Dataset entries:
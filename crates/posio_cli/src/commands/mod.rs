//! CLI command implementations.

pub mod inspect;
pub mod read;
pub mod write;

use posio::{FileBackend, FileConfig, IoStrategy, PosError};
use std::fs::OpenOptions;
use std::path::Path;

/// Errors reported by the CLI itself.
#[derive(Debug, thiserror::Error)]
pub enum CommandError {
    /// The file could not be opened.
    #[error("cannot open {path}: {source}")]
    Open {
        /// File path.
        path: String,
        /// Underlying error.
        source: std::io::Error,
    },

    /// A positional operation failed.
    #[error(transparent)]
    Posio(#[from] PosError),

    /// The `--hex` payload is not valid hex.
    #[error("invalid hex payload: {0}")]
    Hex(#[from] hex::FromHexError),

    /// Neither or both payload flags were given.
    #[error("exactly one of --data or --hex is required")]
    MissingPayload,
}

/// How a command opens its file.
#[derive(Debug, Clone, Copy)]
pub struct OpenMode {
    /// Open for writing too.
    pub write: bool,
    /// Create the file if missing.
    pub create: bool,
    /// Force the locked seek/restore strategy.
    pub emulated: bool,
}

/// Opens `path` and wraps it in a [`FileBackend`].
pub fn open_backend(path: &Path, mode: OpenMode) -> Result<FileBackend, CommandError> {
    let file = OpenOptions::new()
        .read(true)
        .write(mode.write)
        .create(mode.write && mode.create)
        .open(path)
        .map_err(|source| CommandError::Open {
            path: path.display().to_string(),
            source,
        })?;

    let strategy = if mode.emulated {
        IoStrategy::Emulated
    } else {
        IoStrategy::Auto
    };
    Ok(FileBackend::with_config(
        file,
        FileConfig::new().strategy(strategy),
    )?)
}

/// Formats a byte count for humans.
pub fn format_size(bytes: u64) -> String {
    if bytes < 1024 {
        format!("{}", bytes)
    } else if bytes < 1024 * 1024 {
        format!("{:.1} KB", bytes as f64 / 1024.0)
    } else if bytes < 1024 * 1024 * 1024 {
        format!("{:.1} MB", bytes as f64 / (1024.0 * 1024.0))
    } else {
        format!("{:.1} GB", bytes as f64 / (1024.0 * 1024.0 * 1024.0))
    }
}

* * *

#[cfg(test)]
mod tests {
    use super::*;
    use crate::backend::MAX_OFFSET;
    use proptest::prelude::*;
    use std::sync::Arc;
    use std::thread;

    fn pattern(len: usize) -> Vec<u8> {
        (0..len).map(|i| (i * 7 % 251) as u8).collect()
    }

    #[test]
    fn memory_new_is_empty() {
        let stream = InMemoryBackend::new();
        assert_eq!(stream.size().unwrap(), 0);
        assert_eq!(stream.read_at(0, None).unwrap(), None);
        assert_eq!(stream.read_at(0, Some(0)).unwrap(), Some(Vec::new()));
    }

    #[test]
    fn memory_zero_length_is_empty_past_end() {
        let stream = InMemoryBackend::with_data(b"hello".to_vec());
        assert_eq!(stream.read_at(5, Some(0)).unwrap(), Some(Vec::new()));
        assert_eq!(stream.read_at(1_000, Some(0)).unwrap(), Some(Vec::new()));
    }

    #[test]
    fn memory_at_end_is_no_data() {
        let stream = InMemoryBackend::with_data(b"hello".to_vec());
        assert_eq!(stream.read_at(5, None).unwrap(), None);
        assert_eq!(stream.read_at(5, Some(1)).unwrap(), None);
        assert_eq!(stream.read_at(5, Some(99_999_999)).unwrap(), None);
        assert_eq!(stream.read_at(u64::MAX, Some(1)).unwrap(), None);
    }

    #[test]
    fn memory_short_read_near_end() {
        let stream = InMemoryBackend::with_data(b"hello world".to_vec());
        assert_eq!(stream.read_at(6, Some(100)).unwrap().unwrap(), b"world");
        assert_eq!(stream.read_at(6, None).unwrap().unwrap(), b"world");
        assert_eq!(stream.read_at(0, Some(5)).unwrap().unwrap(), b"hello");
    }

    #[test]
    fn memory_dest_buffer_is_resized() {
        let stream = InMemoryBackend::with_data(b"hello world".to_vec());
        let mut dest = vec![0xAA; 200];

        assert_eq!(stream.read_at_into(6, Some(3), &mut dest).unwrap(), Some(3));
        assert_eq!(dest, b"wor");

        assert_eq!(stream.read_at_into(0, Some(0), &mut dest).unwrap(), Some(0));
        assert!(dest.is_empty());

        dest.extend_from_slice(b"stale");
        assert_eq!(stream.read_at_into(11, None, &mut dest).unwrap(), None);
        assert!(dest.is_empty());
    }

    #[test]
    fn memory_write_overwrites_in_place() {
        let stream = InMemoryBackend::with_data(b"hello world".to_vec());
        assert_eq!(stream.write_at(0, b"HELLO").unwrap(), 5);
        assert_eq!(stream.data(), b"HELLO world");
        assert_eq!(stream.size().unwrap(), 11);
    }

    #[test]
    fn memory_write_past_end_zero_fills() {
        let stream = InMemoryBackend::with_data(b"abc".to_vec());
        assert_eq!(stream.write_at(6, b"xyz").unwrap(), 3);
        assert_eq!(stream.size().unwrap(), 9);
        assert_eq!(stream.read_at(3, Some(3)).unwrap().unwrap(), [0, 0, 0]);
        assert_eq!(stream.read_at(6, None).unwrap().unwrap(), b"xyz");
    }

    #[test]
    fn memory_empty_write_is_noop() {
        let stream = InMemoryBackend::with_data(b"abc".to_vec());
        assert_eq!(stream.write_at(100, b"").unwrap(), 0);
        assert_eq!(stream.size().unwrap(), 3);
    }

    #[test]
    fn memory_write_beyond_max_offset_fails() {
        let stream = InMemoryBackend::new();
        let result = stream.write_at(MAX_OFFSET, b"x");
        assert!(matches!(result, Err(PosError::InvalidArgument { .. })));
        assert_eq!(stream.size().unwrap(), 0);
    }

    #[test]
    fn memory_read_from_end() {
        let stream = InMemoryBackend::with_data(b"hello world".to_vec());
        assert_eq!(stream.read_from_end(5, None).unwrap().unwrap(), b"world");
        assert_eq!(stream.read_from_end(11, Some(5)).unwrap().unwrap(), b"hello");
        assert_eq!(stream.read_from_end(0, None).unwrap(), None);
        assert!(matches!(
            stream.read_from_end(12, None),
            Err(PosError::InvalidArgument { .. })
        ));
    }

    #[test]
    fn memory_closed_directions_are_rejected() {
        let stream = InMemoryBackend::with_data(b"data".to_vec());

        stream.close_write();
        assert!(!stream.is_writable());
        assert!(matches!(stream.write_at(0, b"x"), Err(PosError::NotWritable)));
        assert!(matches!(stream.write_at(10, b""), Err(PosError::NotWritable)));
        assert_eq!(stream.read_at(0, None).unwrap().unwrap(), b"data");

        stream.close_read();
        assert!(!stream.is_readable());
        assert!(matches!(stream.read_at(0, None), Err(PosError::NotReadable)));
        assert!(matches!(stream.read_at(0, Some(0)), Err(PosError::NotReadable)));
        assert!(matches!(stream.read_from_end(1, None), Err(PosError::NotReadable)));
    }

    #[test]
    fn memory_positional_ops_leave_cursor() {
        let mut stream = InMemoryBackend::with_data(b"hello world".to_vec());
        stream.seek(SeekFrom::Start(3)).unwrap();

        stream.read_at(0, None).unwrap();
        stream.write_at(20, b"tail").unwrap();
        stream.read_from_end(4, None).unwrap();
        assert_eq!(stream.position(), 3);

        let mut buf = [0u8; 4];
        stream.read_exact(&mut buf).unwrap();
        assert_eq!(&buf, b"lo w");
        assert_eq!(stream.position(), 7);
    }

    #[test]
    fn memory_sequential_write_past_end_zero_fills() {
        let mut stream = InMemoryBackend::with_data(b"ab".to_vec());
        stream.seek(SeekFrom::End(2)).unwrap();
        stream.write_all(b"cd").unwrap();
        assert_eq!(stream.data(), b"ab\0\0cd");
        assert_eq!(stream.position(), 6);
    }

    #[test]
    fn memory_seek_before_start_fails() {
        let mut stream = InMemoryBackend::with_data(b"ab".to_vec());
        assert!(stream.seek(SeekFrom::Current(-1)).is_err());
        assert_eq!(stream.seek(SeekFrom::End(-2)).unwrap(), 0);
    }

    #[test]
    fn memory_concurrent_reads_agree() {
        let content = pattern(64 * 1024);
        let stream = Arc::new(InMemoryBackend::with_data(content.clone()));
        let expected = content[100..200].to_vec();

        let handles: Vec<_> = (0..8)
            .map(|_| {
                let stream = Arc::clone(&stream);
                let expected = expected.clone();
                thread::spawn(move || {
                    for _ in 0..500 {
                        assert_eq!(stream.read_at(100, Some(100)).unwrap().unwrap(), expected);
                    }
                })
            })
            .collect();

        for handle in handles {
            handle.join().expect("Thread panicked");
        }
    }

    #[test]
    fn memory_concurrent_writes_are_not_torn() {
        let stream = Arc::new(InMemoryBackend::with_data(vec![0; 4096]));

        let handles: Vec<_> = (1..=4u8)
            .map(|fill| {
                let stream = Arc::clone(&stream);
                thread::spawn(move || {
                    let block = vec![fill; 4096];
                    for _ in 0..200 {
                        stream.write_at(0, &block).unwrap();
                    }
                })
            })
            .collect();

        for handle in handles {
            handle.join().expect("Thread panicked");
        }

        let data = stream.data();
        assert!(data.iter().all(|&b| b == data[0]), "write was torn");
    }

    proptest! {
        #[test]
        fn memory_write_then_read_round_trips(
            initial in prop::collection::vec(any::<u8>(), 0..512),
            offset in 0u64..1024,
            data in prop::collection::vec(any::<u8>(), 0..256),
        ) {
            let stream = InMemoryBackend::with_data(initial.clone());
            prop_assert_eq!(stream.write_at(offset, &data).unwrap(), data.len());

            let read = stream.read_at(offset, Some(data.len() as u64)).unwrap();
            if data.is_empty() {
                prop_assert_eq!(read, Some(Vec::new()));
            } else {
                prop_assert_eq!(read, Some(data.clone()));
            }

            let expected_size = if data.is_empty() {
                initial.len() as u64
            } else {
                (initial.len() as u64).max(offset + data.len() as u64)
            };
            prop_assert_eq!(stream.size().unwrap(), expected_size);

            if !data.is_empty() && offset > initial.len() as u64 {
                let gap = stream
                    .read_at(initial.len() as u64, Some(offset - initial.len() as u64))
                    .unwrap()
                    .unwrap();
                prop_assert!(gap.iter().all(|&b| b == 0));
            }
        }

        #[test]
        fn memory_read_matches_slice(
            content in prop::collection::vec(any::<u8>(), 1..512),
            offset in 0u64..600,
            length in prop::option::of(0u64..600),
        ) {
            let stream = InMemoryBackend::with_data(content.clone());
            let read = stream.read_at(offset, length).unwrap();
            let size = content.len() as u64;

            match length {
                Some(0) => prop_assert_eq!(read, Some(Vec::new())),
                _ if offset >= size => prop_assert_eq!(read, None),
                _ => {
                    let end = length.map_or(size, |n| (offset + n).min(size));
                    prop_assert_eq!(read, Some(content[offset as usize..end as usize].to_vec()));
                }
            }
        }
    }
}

## [Problem requirements]
Copy every line from the records that holds the string "FileConfig".

## [Output]
use posio::{FileBackend, FileConfig, IoStrategy, PosError};
        FileConfig::new().strategy(strategy),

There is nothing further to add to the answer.